**YOUR GOAL**
Where a line in the listing below holds "DlqMessage", add it to the tally, and reply with that tally alone.

**DATA TO USE**
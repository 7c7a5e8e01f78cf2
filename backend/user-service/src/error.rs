//! Error types for the user service, mapped to HTTP responses.
//!
//! Rejections that conflict with the current aggregate state map to 409;
//! invalid input maps to 400.

use actix_web::{error::ResponseError, http::StatusCode, HttpResponse};
use thiserror::Error;

pub type Result<T> = std::result::Result<T, AppError>;

#[derive(Debug, Error)]
pub enum AppError {
    #[error("user {0} not found")]
    NotFound(u64),

    #[error("email already taken: {0}")]
    EmailTaken(String),

    #[error("validation error: {0}")]
    Validation(String),

    #[error("database error: {0}")]
    Database(#[from] sqlx::Error),

    #[error("internal error: {0}")]
    Internal(String),
}

impl From<serde_json::Error> for AppError {
    fn from(err: serde_json::Error) -> Self {
        AppError::Internal(err.to_string())
    }
}

impl From<transactional_outbox::OutboxError> for AppError {
    fn from(err: transactional_outbox::OutboxError) -> Self {
        AppError::Internal(err.to_string())
    }
}

impl ResponseError for AppError {
    fn status_code(&self) -> StatusCode {
        match self {
            AppError::NotFound(_) => StatusCode::NOT_FOUND,
            AppError::EmailTaken(_) => StatusCode::CONFLICT,
            AppError::Validation(_) => StatusCode::BAD_REQUEST,
            AppError::Database(_) | AppError::Internal(_) => StatusCode::INTERNAL_SERVER_ERROR,
        }
    }

    fn error_response(&self) -> HttpResponse {
        let body = match self {
            AppError::Database(e) => serde_json::json!({
                "error": "internal server error",
                "details": e.to_string(),
            }),
            AppError::Internal(details) => serde_json::json!({
                "error": "internal server error",
                "details": details,
            }),
            other => serde_json::json!({ "error": other.to_string() }),
        };
        HttpResponse::build(self.status_code()).json(body)
    }
}

#[cfg(test)]
mod tests {
    use super::*;

    #[test]
    fn business_errors_map_to_4xx() {
        assert_eq!(AppError::NotFound(1).status_code(), StatusCode::NOT_FOUND);
        assert_eq!(
            AppError::EmailTaken("a@x".into()).status_code(),
            StatusCode::CONFLICT
        );
        assert_eq!(
            AppError::Validation("name is required".into()).status_code(),
            StatusCode::BAD_REQUEST
        );
    }

    #[test]
    fn io_errors_map_to_500_with_details() {
        let err = AppError::Internal("event serialization failed".into());
        assert_eq!(err.status_code(), StatusCode::INTERNAL_SERVER_ERROR);
        let response = err.error_response();
        assert_eq!(response.status(), StatusCode::INTERNAL_SERVER_ERROR);
    }
}
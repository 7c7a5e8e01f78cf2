//! Error types for the query service, mapped to HTTP responses.

use actix_web::{error::ResponseError, http::StatusCode, HttpResponse};
use thiserror::Error;

pub type Result<T> = std::result::Result<T, AppError>;

#[derive(Debug, Error)]
pub enum AppError {
    #[error("{kind} {id} not found")]
    NotFound { kind: &'static str, id: i64 },

    #[error("document store error: {0}")]
    Database(#[from] mongodb::error::Error),

    #[error("internal error: {0}")]
    Internal(String),
}

impl ResponseError for AppError {
    fn status_code(&self) -> StatusCode {
        match self {
            AppError::NotFound { .. } => StatusCode::NOT_FOUND,
            AppError::Database(_) | AppError::Internal(_) => StatusCode::INTERNAL_SERVER_ERROR,
        }
    }

    fn error_response(&self) -> HttpResponse {
        let body = match self {
            AppError::Database(e) => serde_json::json!({
                "error": "internal server error",
                "details": e.to_string(),
            }),
            AppError::Internal(details) => serde_json::json!({
                "error": "internal server error",
                "details": details,
            }),
            other => serde_json::json!({ "error": other.to_string() }),
        };
        HttpResponse::build(self.status_code()).json(body)
    }
}
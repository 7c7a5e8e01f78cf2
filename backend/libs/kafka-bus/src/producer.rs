use std::time::Duration;

use chrono::Utc;
use event_schema::{topics, DomainEvent};
use rdkafka::config::ClientConfig;
use rdkafka::message::{Header, OwnedHeaders};
use rdkafka::producer::{FutureProducer, FutureRecord, Producer};
use serde::{Deserialize, Serialize};
use tracing::{debug, info};

use crate::error::{BusError, BusResult};

const DELIVERY_TIMEOUT: Duration = Duration::from_secs(30);

/// Envelope wrapped around a message that exhausted its retries before
/// being published to `<topic>.dlq`.
#[derive(Debug, Clone, Serialize, Deserialize)]
pub struct DlqMessage {
    pub original_topic: String,
    pub error_message: String,
    pub timestamp: String,
    pub original_event: String,
}

/// Kafka producer shared across tasks. Publishes JSON payloads with
/// `Content-Type` and `Timestamp` headers and returns only after the broker
/// acknowledged the write.
#[derive(Clone)]
pub struct EventProducer {
    producer: FutureProducer,
}

impl EventProducer {
    pub fn new(brokers: &[String]) -> BusResult<Self> {
        let producer: FutureProducer = ClientConfig::new()
            .set("bootstrap.servers", brokers.join(","))
            .set("acks", "1")
            .set("message.timeout.ms", "30000")
            .create()?;

        Ok(Self { producer })
    }

    /// Publish a serialisable payload to a topic under the given partition
    /// key.
    pub async fn publish<T: Serialize>(&self, topic: &str, key: &str, event: &T) -> BusResult<()> {
        let payload = serde_json::to_string(event)?;
        self.publish_raw(topic, key, &payload).await
    }

    /// Publish a domain event to its canonical topic (identity mapping from
    /// event type), keyed by the aggregate id.
    pub async fn publish_event(&self, event: &DomainEvent) -> BusResult<()> {
        let payload = event.to_json()?;
        self.publish_raw(event.event_type(), &event.partition_key(), &payload)
            .await
    }

    /// Wrap a poison payload with error metadata and publish it to the
    /// topic's dead-letter counterpart.
    pub async fn publish_to_dlq(
        &self,
        original_topic: &str,
        payload: &[u8],
        error_text: &str,
    ) -> BusResult<()> {
        let message = DlqMessage {
            original_topic: original_topic.to_string(),
            error_message: error_text.to_string(),
            timestamp: Utc::now().to_rfc3339(),
            original_event: String::from_utf8_lossy(payload).into_owned(),
        };

        let key = Utc::now()
            .timestamp_nanos_opt()
            .unwrap_or_default()
            .to_string();
        self.publish(&topics::dlq(original_topic), &key, &message)
            .await
    }

    async fn publish_raw(&self, topic: &str, key: &str, payload: &str) -> BusResult<()> {
        let sent_at = Utc::now().to_rfc3339();
        let headers = OwnedHeaders::new()
            .insert(Header {
                key: "Content-Type",
                value: Some("application/json".as_bytes()),
            })
            .insert(Header {
                key: "Timestamp",
                value: Some(sent_at.as_bytes()),
            });

        let record = FutureRecord::to(topic)
            .key(key)
            .payload(payload)
            .headers(headers);

        debug!(topic = %topic, key = %key, "publishing event");

        self.producer
            .send(record, DELIVERY_TIMEOUT)
            .await
            .map_err(|(err, _)| BusError::PublishFailed {
                topic: topic.to_string(),
                message: err.to_string(),
            })?;

        info!(topic = %topic, "event published");

        Ok(())
    }

    /// Flush outstanding deliveries. Called once at shutdown.
    pub fn close(&self) {
        if let Err(e) = self.producer.flush(Duration::from_secs(10)) {
            tracing::warn!(error = %e, "failed to flush producer on close");
        }
    }
}

#[cfg(test)]
mod tests {
    use super::*;

    #[test]
    fn dlq_message_keeps_raw_payload() {
        let message = DlqMessage {
            original_topic: "order.created".to_string(),
            error_message: "boom".to_string(),
            timestamp: Utc::now().to_rfc3339(),
            original_event: "{not json".to_string(),
        };

        let json = serde_json::to_string(&message).unwrap();
        let back: DlqMessage = serde_json::from_str(&json).unwrap();
        assert_eq!(back.original_topic, "order.created");
        assert_eq!(back.original_event, "{not json");
        assert!(!back.error_message.is_empty());
    }
}
use std::collections::HashMap;

use futures::stream::TryStreamExt;
use mongodb::bson::{doc, to_bson, DateTime, Document};
use mongodb::options::{FindOptions, ReplaceOptions};
use mongodb::{Collection, Database};

use event_schema::{OrderCreated, ProductData, UserData};

use crate::views::{OrderView, ProductSnapshot, ProductView, UserSnapshot, UserView};

type MongoResult<T> = Result<T, mongodb::error::Error>;

/// Maintains `views.orders`, including the denormalised user and product
/// snapshots.
pub struct OrderProjection {
    collection: Collection<OrderView>,
}

impl OrderProjection {
    pub fn new(db: &Database) -> Self {
        Self {
            collection: db.collection("views.orders"),
        }
    }

    /// Replace-with-upsert keyed by id, so replaying the event does not
    /// error on a duplicate key.
    pub async fn handle_order_created(
        &self,
        event: &OrderCreated,
        user: Option<UserView>,
        products: HashMap<i64, ProductView>,
    ) -> MongoResult<()> {
        let view = OrderView::from_event(event, user.as_ref(), &products);

        self.collection
            .replace_one(
                doc! { "_id": view.id },
                &view,
                ReplaceOptions::builder().upsert(true).build(),
            )
            .await?;
        Ok(())
    }

    pub async fn mark_paid(&self, order_id: i64) -> MongoResult<()> {
        self.collection
            .update_one(
                doc! { "_id": order_id },
                doc! {
                    "$set": {
                        "status": "PAID",
                        "paid_at": DateTime::now(),
                        "updated_at": DateTime::now(),
                    }
                },
                None,
            )
            .await?;
        Ok(())
    }

    pub async fn mark_canceled(&self, order_id: i64) -> MongoResult<()> {
        self.collection
            .update_one(
                doc! { "_id": order_id },
                doc! {
                    "$set": {
                        "status": "CANCELED",
                        "canceled_at": DateTime::now(),
                        "updated_at": DateTime::now(),
                    }
                },
                None,
            )
            .await?;
        Ok(())
    }

    /// Back-fill the embedded user snapshot in every order of this user.
    pub async fn patch_user(&self, user: &UserData) -> MongoResult<()> {
        let snapshot = to_bson(&UserSnapshot {
            id: user.id as i64,
            name: user.name.clone(),
            email: user.email.clone(),
        })
        .map_err(mongodb::error::Error::from)?;

        self.collection
            .update_many(
                doc! { "user_id": user.id as i64 },
                doc! {
                    "$set": {
                        "user": snapshot,
                        "updated_at": DateTime::now(),
                    }
                },
                None,
            )
            .await?;
        Ok(())
    }

    /// Back-fill the embedded product snapshot in order items referencing
    /// this product.
    pub async fn patch_product(&self, product: &ProductData) -> MongoResult<()> {
        let snapshot = to_bson(&ProductSnapshot {
            id: product.id as i64,
            name: product.name.clone(),
            price: product.price,
            stock: product.stock,
        })
        .map_err(mongodb::error::Error::from)?;

        self.collection
            .update_many(
                doc! { "items.product_id": product.id as i64 },
                doc! {
                    "$set": {
                        "items.$.product": snapshot,
                        "updated_at": DateTime::now(),
                    }
                },
                None,
            )
            .await?;
        Ok(())
    }

    pub async fn get_by_id(&self, id: i64) -> MongoResult<Option<OrderView>> {
        self.collection.find_one(doc! { "_id": id }, None).await
    }

    pub async fn list(
        &self,
        user_id: Option<i64>,
        status: Option<&str>,
    ) -> MongoResult<Vec<OrderView>> {
        let mut filter = Document::new();
        if let Some(user_id) = user_id {
            filter.insert("user_id", user_id);
        }
        if let Some(status) = status {
            filter.insert("status", status);
        }

        let options = FindOptions::builder()
            .sort(doc! { "created_at": -1 })
            .build();
        let cursor = self.collection.find(filter, options).await?;
        cursor.try_collect().await
    }
}
mod queries;

pub use queries::{
    get_order, get_product, get_user, health, list_orders, list_products, list_users,
};
use std::sync::Arc;

use actix_cors::Cors;
use actix_web::{web, App, HttpServer};
use event_schema::topics;
use idempotent_consumer::{IdempotencyGuard, MongoProcessedEventStore};
use kafka_bus::{EventConsumer, EventProducer};
use query_service::consumer::{EventRouter, TopicHandler};
use query_service::handlers;
use query_service::projections::{OrderProjection, ProductProjection, UserProjection};
use service_config::Config;
use tokio::sync::broadcast;
use tokio::task::JoinSet;
use tracing_subscriber::{layer::SubscriberExt, util::SubscriberInitExt};

const DB_NAME: &str = "ecommerce";

async fn shutdown_signal() {
    #[cfg(unix)]
    {
        use tokio::signal::unix::{signal, SignalKind};

        let mut terminate =
            signal(SignalKind::terminate()).expect("Failed to install SIGTERM handler");

        tokio::select! {
            _ = tokio::signal::ctrl_c() => {},
            _ = terminate.recv() => {},
        }
    }

    #[cfg(not(unix))]
    {
        tokio::signal::ctrl_c()
            .await
            .expect("Failed to install Ctrl+C handler");
    }
}

#[actix_web::main]
async fn main() -> std::io::Result<()> {
    tracing_subscriber::registry()
        .with(
            tracing_subscriber::EnvFilter::try_from_default_env()
                .unwrap_or_else(|_| "info".into()),
        )
        .with(tracing_subscriber::fmt::layer())
        .init();

    let config = match Config::from_env() {
        Ok(cfg) => cfg,
        Err(e) => {
            tracing::error!("configuration loading failed: {e}");
            std::process::exit(1);
        }
    };

    tracing::info!(
        service = %config.service_name,
        "starting query-service v{}",
        env!("CARGO_PKG_VERSION")
    );

    let mongo = match mongodb::Client::with_uri_str(&config.mongo_uri).await {
        Ok(client) => client,
        Err(e) => {
            tracing::error!("mongodb connection failed: {e}");
            std::process::exit(1);
        }
    };
    let db = mongo
        .default_database()
        .unwrap_or_else(|| mongo.database(DB_NAME));

    let store = MongoProcessedEventStore::new(&db);
    if let Err(e) = store.ensure_indexes().await {
        tracing::error!("failed to create processed_events index: {e}");
        std::process::exit(1);
    }

    let users = Arc::new(UserProjection::new(&db));
    let products = Arc::new(ProductProjection::new(&db));
    let orders = Arc::new(OrderProjection::new(&db));

    let guard = IdempotencyGuard::new(store, config.service_name.clone());
    let router = Arc::new(EventRouter::new(
        users.clone(),
        products.clone(),
        orders.clone(),
        guard,
    ));

    // The producer only feeds the DLQ side of the consumers here.
    let producer = match EventProducer::new(&config.brokers()) {
        Ok(producer) => Arc::new(producer),
        Err(e) => {
            tracing::error!("kafka producer creation failed: {e}");
            std::process::exit(1);
        }
    };

    let (shutdown_tx, _) = broadcast::channel::<()>(1);

    let mut consumers: JoinSet<()> = JoinSet::new();
    for topic in topics::ALL {
        let consumer = match EventConsumer::new(
            &config.brokers(),
            topic,
            &config.service_name,
            producer.clone(),
        ) {
            Ok(consumer) => consumer,
            Err(e) => {
                tracing::error!(topic = %topic, "kafka consumer creation failed: {e}");
                std::process::exit(1);
            }
        };

        let handler = Arc::new(TopicHandler::new(topic, router.clone()));
        let shutdown = shutdown_tx.subscribe();
        consumers.spawn(async move {
            consumer.run(shutdown, handler).await;
        });
    }

    let users_data = web::Data::new(users.clone());
    let products_data = web::Data::new(products.clone());
    let orders_data = web::Data::new(orders.clone());

    let bind_address = format!("0.0.0.0:{}", config.port);
    tracing::info!("starting HTTP server at {bind_address}");

    let server = HttpServer::new(move || {
        App::new()
            .app_data(users_data.clone())
            .app_data(products_data.clone())
            .app_data(orders_data.clone())
            .wrap(Cors::default().allow_any_origin().allow_any_method().allow_any_header())
            .wrap(tracing_actix_web::TracingLogger::default())
            .route("/healthz", web::get().to(handlers::health))
            .service(
                web::scope("/q")
                    .route("/users", web::get().to(handlers::list_users))
                    .route("/users/{id}", web::get().to(handlers::get_user))
                    .route("/products", web::get().to(handlers::list_products))
                    .route("/products/{id}", web::get().to(handlers::get_product))
                    .route("/orders", web::get().to(handlers::list_orders))
                    .route("/orders/{id}", web::get().to(handlers::get_order)),
            )
    })
    .bind(&bind_address)?
    .run();
    let server_handle = server.handle();
    let mut server_task = tokio::spawn(server);

    tokio::select! {
        _ = shutdown_signal() => {
            tracing::info!("shutdown signal received");
            let _ = shutdown_tx.send(());
            server_handle.stop(true).await;
            let _ = (&mut server_task).await;
        }
        result = &mut server_task => {
            tracing::error!("HTTP server exited unexpectedly: {result:?}");
            let _ = shutdown_tx.send(());
        }
    }

    while consumers.join_next().await.is_some() {}
    producer.close();

    tracing::info!("query-service stopped");
    Ok(())
}
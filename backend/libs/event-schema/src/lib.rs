//! Event schema shared by every Orderflow service.
//!
//! Each domain event carries a base envelope (`event_id`, `occurred_at`)
//! flattened into its JSON body, plus a typed payload. The event type is a
//! dotted string ("order.created") which doubles as the Kafka topic name.

use chrono::{DateTime, Utc};
use serde::{Deserialize, Serialize};
use uuid::Uuid;

mod events;
pub mod topics;

pub use events::{
    DomainEvent, EventDecodeError, OrderCanceled, OrderCreated, OrderPaid, ProductCreated,
    ProductUpdated, StockReleased, StockReserved, UserCreated, UserUpdated,
};

/// Base envelope shared by all events.
///
/// `event_id` is assigned exactly once at construction and is the
/// idempotency key downstream consumers deduplicate on.
#[derive(Debug, Clone, PartialEq, Serialize, Deserialize)]
pub struct EventMeta {
    pub event_id: String,
    pub occurred_at: DateTime<Utc>,
}

impl EventMeta {
    pub fn new() -> Self {
        Self {
            event_id: Uuid::new_v4().to_string(),
            occurred_at: Utc::now(),
        }
    }
}

impl Default for EventMeta {
    fn default() -> Self {
        Self::new()
    }
}

/// User snapshot embedded in user events.
#[derive(Debug, Clone, PartialEq, Serialize, Deserialize)]
pub struct UserData {
    pub id: u64,
    pub name: String,
    pub email: String,
}

/// Product snapshot embedded in product events.
#[derive(Debug, Clone, PartialEq, Serialize, Deserialize)]
pub struct ProductData {
    pub id: u64,
    pub name: String,
    pub price: f64,
    pub stock: i32,
}

/// Order snapshot embedded in `order.created`.
#[derive(Debug, Clone, PartialEq, Serialize, Deserialize)]
pub struct OrderData {
    pub id: u64,
    pub user_id: u64,
    pub status: String,
    pub total_amount: f64,
    pub items: Vec<OrderItemData>,
}

#[derive(Debug, Clone, PartialEq, Serialize, Deserialize)]
pub struct OrderItemData {
    pub product_id: u64,
    pub quantity: i32,
    pub unit_price: f64,
}
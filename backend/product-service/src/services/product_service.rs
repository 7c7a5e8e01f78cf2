use std::sync::Arc;

use chrono::Utc;
use event_schema::{DomainEvent, ProductCreated, ProductData, ProductUpdated};
use sqlx::{MySqlPool, Row};
use tracing::info;
use transactional_outbox::{MySqlOutboxRepository, NewOutboxEntry, OutboxRepository};

use crate::error::{AppError, Result};
use crate::models::Product;

/// Partial update applied to a product.
#[derive(Debug, Default, Clone)]
pub struct UpdateProduct {
    pub name: Option<String>,
    pub price: Option<f64>,
    pub stock: Option<i32>,
}

/// Write-side operations on the product aggregate: mutation and outbox
/// entry commit in one transaction.
pub struct ProductService {
    pool: MySqlPool,
    outbox: Arc<MySqlOutboxRepository>,
}

impl ProductService {
    pub fn new(pool: MySqlPool, outbox: Arc<MySqlOutboxRepository>) -> Self {
        Self { pool, outbox }
    }

    pub async fn create_product(&self, name: &str, price: f64, stock: i32) -> Result<Product> {
        let mut tx = self.pool.begin().await?;

        let created_at = Utc::now();
        let result =
            sqlx::query("INSERT INTO products (name, price, stock, created_at) VALUES (?, ?, ?, ?)")
                .bind(name)
                .bind(price)
                .bind(stock)
                .bind(created_at)
                .execute(&mut *tx)
                .await?;

        let product = Product {
            id: result.last_insert_id(),
            name: name.to_string(),
            price,
            stock,
            created_at,
        };

        let event = DomainEvent::from(ProductCreated::new(ProductData {
            id: product.id,
            name: product.name.clone(),
            price: product.price,
            stock: product.stock,
        }));
        self.outbox
            .save(&mut tx, &NewOutboxEntry::from_event(&event)?)
            .await?;

        tx.commit().await?;

        info!(product_id = product.id, "product created");
        Ok(product)
    }

    /// Apply the provided fields and emit `product.updated` with the
    /// post-update snapshot.
    pub async fn update_product(&self, id: u64, changes: UpdateProduct) -> Result<Product> {
        let mut tx = self.pool.begin().await?;

        let row = sqlx::query("SELECT id, name, price, stock, created_at FROM products WHERE id = ?")
            .bind(id)
            .fetch_optional(&mut *tx)
            .await?
            .ok_or(AppError::NotFound(id))?;

        let mut product = Product {
            id: row.try_get("id")?,
            name: row.try_get("name")?,
            price: row.try_get("price")?,
            stock: row.try_get("stock")?,
            created_at: row.try_get("created_at")?,
        };

        if let Some(name) = changes.name {
            product.name = name;
        }
        if let Some(price) = changes.price {
            product.price = price;
        }
        if let Some(stock) = changes.stock {
            product.stock = stock;
        }

        sqlx::query("UPDATE products SET name = ?, price = ?, stock = ? WHERE id = ?")
            .bind(&product.name)
            .bind(product.price)
            .bind(product.stock)
            .bind(id)
            .execute(&mut *tx)
            .await?;

        let event = DomainEvent::from(ProductUpdated::new(ProductData {
            id: product.id,
            name: product.name.clone(),
            price: product.price,
            stock: product.stock,
        }));
        self.outbox
            .save(&mut tx, &NewOutboxEntry::from_event(&event)?)
            .await?;

        tx.commit().await?;

        info!(product_id = id, "product updated");
        Ok(product)
    }
}
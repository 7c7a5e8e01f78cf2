//! Reactive side of the product service: reserve stock when an order is
//! created.
//!
//! For each order item the handler attempts an atomic stock decrement and
//! publishes `stock.reserved`; the first shortage publishes
//! `order.canceled` instead and stops. A shortage is a business outcome,
//! so the event is still recorded as processed and redelivery does not
//! re-run the reservation. Only transient failures (database, broker)
//! bubble up into the consumer's retry budget.

use std::sync::Arc;

use anyhow::Context;
use async_trait::async_trait;
use event_schema::{DomainEvent, OrderCanceled, OrderCreated, StockReserved};
use idempotent_consumer::{
    IdempotencyGuard, MySqlProcessedEventStore, ProcessingResult,
};
use kafka_bus::{EventProducer, MessageHandler};
use tracing::{info, warn};

use crate::db::ProductRepository;
use crate::error::AppError;

pub struct OrderCreatedHandler {
    products: Arc<ProductRepository>,
    producer: Arc<EventProducer>,
    guard: IdempotencyGuard<MySqlProcessedEventStore>,
}

impl OrderCreatedHandler {
    pub fn new(
        products: Arc<ProductRepository>,
        producer: Arc<EventProducer>,
        guard: IdempotencyGuard<MySqlProcessedEventStore>,
    ) -> Self {
        Self {
            products,
            producer,
            guard,
        }
    }

    async fn apply(&self, event: &OrderCreated) -> anyhow::Result<()> {
        for item in &event.order.items {
            match self
                .products
                .reserve_stock(item.product_id, item.quantity)
                .await
            {
                Ok(()) => {
                    let reserved = DomainEvent::from(StockReserved::new(
                        event.order.id,
                        item.product_id,
                        item.quantity,
                    ));
                    self.producer.publish_event(&reserved).await?;
                    info!(
                        order_id = event.order.id,
                        product_id = item.product_id,
                        quantity = item.quantity,
                        "stock reserved"
                    );
                }
                Err(AppError::InsufficientStock { product_id })
                | Err(AppError::NotFound(product_id)) => {
                    warn!(
                        order_id = event.order.id,
                        product_id,
                        quantity = item.quantity,
                        "stock reservation failed, canceling order"
                    );
                    let canceled = DomainEvent::from(OrderCanceled::new(
                        event.order.id,
                        Some(format!("insufficient stock for product {product_id}")),
                    ));
                    self.producer.publish_event(&canceled).await?;
                    break;
                }
                Err(e) => return Err(e.into()),
            }
        }
        Ok(())
    }
}

#[async_trait]
impl MessageHandler for OrderCreatedHandler {
    async fn handle(&self, payload: &[u8]) -> anyhow::Result<()> {
        let event: OrderCreated =
            serde_json::from_slice(payload).context("malformed order.created event")?;

        let outcome = self
            .guard
            .process_if_new(&event.meta.event_id, || self.apply(&event))
            .await?;

        match outcome {
            ProcessingResult::Applied => {
                info!(
                    event_id = %event.meta.event_id,
                    order_id = event.order.id,
                    "order.created processed"
                );
                Ok(())
            }
            ProcessingResult::AlreadyProcessed => {
                info!(event_id = %event.meta.event_id, "duplicate order.created skipped");
                Ok(())
            }
            ProcessingResult::Failed(message) => anyhow::bail!(message),
        }
    }
}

**WORKED SOLUTION**
4